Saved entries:
══════

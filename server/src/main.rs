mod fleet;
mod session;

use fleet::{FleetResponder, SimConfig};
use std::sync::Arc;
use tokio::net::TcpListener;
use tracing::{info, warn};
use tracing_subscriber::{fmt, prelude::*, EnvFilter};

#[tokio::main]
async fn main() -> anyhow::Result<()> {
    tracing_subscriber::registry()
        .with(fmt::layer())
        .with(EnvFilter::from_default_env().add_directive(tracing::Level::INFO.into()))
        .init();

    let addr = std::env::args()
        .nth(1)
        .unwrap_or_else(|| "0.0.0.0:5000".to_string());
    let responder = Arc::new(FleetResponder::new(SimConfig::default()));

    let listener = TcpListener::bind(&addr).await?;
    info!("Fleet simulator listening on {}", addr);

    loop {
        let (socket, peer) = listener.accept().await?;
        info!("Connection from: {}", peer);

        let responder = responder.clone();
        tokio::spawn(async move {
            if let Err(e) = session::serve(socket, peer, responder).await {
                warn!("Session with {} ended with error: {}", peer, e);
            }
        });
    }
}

══════

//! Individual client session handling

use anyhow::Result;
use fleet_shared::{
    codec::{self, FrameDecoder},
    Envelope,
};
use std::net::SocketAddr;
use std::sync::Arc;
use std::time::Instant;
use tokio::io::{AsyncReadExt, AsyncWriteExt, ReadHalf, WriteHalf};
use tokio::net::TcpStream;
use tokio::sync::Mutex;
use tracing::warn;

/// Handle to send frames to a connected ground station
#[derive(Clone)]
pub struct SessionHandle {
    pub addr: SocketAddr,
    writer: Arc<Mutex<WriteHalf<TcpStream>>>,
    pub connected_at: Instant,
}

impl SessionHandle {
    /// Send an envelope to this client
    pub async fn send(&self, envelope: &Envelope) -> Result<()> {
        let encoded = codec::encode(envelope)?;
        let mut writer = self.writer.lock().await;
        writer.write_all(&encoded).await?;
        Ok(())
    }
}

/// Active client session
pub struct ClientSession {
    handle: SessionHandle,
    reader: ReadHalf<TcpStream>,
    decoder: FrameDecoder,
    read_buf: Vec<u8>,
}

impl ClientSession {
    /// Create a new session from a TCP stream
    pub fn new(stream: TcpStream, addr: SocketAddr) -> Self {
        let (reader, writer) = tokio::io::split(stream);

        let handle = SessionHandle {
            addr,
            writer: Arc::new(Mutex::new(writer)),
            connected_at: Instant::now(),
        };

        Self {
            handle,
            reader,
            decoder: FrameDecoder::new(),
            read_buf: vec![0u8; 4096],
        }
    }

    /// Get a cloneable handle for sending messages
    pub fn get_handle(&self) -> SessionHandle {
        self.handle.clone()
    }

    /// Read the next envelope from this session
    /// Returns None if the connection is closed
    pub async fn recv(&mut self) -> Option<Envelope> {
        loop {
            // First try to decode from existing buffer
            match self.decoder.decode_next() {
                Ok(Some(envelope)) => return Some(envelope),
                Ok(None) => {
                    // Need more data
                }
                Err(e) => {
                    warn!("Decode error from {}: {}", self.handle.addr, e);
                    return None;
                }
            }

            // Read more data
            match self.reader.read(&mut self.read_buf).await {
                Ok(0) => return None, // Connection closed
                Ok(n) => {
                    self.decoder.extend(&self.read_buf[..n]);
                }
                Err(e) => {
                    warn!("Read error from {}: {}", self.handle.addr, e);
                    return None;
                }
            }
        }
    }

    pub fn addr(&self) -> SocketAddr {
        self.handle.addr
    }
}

══════

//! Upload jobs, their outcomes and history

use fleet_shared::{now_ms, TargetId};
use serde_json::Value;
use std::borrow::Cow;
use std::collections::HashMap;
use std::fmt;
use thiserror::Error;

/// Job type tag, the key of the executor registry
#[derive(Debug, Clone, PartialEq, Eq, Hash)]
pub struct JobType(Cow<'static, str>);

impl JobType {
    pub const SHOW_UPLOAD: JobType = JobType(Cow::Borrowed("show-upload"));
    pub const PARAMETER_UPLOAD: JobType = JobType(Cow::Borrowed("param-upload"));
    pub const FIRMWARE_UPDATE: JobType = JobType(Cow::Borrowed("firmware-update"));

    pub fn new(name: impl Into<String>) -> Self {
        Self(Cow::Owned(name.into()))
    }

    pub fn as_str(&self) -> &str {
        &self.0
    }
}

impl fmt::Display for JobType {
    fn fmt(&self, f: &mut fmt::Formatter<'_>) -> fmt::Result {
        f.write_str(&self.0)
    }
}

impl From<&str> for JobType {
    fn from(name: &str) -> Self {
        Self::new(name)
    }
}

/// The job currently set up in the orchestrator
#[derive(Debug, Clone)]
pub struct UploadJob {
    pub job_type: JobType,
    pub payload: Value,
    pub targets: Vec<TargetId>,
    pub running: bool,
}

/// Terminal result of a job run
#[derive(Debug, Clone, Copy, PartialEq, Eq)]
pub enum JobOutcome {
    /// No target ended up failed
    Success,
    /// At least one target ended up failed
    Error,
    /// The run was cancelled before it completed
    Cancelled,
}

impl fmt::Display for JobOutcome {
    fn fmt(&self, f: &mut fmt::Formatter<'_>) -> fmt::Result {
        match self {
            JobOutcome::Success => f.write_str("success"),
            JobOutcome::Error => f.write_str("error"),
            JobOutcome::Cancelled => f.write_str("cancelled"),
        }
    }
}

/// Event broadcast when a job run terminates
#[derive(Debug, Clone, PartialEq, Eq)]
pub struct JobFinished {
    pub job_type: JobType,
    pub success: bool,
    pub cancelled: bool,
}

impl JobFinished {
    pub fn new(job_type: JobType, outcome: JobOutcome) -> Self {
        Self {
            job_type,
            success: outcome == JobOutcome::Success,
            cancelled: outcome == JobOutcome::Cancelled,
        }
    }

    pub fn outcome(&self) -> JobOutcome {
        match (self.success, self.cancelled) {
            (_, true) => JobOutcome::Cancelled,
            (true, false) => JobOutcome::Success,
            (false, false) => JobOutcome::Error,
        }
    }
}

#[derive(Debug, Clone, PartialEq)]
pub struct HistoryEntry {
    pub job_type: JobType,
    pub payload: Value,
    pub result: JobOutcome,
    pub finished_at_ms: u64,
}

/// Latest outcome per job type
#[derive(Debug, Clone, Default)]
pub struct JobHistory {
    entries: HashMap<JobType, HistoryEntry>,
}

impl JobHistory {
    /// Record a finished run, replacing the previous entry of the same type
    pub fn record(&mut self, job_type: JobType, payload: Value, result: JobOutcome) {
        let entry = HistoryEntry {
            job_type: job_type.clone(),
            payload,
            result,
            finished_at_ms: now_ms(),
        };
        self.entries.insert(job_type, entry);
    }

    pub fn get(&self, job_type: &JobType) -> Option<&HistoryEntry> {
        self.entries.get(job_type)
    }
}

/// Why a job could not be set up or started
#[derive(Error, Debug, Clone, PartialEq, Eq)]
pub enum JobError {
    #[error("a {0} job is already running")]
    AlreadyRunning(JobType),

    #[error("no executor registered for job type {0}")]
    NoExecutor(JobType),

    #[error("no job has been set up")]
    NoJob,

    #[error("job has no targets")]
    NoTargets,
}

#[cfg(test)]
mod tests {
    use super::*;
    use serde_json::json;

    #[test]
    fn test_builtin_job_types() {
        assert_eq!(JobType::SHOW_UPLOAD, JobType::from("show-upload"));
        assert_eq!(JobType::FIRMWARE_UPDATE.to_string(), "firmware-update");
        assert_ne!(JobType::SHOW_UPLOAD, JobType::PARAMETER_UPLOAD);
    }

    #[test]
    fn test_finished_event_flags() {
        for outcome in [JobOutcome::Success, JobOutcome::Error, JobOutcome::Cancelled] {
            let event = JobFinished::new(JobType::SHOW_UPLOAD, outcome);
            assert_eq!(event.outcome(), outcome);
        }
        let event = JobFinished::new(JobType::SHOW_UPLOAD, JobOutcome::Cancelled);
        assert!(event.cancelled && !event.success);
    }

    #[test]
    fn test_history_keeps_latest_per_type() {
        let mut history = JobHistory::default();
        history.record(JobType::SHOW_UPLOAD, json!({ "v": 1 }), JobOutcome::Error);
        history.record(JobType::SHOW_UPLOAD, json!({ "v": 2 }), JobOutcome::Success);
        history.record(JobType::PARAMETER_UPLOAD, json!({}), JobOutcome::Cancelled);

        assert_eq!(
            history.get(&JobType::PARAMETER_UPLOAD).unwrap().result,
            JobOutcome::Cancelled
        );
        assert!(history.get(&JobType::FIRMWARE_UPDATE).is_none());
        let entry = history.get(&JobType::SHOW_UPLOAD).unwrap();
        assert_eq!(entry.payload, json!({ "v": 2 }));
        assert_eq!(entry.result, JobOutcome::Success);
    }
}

══════

Try it - Find the number of lines in the records that contain "match", and write that number only.

Response for this exercise - 4